• [Data to process]:
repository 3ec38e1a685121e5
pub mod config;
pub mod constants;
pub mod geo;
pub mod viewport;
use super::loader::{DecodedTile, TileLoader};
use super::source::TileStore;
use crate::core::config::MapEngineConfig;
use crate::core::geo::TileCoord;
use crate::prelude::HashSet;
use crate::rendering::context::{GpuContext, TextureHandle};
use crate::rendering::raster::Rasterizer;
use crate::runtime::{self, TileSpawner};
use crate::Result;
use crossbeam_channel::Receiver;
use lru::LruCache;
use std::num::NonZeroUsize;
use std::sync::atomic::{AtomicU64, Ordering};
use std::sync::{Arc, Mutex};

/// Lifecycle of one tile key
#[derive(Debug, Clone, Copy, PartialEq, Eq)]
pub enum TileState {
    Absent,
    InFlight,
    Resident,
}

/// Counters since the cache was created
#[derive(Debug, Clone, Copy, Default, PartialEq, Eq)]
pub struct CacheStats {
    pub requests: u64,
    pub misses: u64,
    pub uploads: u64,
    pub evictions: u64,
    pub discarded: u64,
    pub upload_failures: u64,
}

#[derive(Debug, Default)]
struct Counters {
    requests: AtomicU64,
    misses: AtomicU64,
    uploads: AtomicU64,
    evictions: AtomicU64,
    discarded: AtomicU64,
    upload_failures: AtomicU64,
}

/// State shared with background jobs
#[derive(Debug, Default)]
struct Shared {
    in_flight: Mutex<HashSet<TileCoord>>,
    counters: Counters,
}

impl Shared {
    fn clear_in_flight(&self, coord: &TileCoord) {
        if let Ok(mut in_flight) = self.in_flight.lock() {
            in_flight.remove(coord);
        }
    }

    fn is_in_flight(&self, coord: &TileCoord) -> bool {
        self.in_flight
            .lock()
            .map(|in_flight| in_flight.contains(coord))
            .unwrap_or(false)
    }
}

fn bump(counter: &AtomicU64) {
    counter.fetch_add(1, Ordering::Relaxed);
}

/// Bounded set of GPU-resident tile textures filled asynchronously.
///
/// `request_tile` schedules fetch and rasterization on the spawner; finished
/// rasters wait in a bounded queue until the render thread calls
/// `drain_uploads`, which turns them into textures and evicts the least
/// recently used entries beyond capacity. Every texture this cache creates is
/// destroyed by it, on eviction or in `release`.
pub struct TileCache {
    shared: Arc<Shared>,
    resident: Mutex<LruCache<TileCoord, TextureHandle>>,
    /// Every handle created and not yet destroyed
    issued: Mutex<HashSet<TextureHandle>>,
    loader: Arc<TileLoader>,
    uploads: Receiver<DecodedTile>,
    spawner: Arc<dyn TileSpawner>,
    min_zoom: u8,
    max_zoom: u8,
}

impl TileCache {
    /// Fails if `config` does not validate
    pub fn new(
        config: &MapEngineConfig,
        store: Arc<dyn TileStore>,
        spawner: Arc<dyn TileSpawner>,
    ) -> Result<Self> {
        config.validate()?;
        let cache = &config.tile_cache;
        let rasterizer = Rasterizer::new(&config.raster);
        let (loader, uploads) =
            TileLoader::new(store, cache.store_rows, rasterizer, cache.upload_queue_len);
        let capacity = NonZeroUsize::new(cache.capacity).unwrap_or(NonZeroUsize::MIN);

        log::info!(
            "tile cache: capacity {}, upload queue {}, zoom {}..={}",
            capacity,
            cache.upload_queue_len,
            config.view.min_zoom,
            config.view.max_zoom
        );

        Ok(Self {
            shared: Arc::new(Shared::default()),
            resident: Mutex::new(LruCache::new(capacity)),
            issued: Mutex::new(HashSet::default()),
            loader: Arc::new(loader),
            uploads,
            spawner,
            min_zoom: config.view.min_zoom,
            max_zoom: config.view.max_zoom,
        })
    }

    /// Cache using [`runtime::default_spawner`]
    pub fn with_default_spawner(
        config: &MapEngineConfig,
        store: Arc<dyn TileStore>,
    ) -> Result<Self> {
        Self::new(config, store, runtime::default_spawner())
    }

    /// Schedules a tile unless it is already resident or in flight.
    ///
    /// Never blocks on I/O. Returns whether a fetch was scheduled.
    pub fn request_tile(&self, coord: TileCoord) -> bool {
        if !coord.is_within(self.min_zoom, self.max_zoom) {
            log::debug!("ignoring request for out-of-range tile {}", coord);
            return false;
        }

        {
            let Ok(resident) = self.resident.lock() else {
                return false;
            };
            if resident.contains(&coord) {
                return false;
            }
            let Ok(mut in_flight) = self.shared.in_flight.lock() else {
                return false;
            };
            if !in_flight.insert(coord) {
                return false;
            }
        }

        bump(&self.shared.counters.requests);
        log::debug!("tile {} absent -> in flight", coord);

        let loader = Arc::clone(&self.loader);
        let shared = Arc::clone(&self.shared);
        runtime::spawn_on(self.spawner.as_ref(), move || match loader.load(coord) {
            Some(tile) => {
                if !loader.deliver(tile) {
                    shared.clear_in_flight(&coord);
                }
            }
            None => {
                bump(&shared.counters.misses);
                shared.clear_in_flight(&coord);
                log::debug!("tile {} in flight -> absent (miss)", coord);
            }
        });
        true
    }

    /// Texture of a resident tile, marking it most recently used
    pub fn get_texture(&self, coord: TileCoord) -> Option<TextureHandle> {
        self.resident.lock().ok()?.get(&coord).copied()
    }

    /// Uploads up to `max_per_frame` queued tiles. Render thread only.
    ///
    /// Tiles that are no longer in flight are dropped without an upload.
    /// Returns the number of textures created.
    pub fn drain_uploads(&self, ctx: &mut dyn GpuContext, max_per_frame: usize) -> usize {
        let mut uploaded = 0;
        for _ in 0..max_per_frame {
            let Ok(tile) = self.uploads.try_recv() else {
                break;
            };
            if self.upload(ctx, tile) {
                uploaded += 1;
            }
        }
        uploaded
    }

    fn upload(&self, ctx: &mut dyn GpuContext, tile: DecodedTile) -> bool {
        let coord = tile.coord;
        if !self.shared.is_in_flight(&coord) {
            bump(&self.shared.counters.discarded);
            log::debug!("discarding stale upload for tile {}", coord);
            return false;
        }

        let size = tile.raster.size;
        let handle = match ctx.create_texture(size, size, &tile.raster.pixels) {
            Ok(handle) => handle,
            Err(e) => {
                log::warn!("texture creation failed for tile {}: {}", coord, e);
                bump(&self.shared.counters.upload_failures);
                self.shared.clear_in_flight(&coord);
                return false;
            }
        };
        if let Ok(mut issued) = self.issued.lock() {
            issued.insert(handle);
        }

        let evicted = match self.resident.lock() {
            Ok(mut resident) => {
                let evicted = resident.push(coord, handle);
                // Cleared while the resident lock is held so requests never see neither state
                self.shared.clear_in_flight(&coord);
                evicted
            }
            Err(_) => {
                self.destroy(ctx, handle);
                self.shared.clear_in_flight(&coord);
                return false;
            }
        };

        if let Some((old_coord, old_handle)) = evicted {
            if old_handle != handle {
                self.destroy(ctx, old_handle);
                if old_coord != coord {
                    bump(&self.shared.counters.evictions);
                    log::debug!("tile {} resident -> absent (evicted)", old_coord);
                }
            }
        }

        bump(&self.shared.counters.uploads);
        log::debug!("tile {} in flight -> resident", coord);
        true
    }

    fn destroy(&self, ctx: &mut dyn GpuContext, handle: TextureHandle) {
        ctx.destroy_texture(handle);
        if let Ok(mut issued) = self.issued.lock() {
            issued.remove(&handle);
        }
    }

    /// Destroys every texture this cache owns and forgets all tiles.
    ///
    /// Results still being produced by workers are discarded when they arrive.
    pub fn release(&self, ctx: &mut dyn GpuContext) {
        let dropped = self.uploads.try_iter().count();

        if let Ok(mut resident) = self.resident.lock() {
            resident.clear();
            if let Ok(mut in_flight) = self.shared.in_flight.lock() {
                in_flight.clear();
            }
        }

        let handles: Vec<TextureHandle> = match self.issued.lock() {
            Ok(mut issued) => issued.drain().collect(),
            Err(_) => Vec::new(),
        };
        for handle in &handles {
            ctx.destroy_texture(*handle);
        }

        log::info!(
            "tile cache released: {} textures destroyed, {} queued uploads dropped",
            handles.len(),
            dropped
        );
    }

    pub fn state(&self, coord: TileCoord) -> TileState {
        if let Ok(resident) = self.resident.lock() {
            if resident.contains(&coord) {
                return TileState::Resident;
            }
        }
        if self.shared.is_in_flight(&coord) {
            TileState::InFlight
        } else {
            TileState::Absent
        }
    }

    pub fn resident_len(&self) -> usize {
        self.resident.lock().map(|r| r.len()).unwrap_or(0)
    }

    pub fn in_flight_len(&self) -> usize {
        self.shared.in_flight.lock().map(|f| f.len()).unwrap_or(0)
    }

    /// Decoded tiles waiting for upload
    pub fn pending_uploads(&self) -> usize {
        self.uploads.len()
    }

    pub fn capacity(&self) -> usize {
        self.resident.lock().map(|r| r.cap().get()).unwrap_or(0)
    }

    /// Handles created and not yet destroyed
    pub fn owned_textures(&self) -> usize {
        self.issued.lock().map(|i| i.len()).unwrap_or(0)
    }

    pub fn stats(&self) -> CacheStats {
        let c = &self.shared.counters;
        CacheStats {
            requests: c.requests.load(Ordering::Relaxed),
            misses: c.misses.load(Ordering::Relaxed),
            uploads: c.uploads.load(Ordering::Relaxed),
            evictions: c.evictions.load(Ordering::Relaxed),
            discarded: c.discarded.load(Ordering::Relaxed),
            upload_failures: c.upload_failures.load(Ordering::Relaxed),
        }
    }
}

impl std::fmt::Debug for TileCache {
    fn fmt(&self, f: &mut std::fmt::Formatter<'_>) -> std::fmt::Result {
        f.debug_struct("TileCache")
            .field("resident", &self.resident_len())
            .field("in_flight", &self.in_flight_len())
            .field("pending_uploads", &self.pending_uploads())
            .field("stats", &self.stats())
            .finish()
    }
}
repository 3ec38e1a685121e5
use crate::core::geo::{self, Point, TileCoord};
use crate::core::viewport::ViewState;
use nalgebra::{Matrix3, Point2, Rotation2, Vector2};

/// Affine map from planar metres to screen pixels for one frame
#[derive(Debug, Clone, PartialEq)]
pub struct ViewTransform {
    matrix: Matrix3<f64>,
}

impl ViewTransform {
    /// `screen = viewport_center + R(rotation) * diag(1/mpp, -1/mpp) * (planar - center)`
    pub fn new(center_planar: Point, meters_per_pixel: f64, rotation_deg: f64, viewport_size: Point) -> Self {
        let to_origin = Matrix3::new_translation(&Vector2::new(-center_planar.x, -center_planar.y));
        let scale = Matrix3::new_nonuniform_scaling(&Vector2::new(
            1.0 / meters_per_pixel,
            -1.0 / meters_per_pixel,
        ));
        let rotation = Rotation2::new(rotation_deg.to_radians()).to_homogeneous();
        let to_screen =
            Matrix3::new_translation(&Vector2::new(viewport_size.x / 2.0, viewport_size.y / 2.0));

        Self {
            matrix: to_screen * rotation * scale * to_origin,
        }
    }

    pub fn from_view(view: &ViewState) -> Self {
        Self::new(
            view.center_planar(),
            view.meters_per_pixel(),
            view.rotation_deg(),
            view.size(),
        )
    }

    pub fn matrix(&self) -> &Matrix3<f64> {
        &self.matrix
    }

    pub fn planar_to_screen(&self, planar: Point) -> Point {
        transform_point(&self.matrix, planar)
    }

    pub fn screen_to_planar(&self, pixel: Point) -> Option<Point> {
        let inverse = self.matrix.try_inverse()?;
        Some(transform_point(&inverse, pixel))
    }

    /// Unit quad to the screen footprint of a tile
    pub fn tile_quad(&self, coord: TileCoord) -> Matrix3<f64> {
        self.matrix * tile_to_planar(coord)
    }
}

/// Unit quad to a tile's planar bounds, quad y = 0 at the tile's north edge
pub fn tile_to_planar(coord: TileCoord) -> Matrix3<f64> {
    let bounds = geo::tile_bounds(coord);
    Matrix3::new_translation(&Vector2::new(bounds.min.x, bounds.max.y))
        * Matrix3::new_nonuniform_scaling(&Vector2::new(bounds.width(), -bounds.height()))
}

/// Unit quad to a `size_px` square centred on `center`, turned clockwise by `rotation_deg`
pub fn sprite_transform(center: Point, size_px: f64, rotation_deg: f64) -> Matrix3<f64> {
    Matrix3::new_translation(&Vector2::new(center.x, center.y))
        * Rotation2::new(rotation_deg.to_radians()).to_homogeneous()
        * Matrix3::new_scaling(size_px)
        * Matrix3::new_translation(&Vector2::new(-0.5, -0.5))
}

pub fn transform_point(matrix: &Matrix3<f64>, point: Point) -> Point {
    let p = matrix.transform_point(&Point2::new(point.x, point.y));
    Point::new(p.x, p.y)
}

• [Task description]: Across the material, count every line that holds "bool" and state only how many there are.

• [Answer to the problem]: 3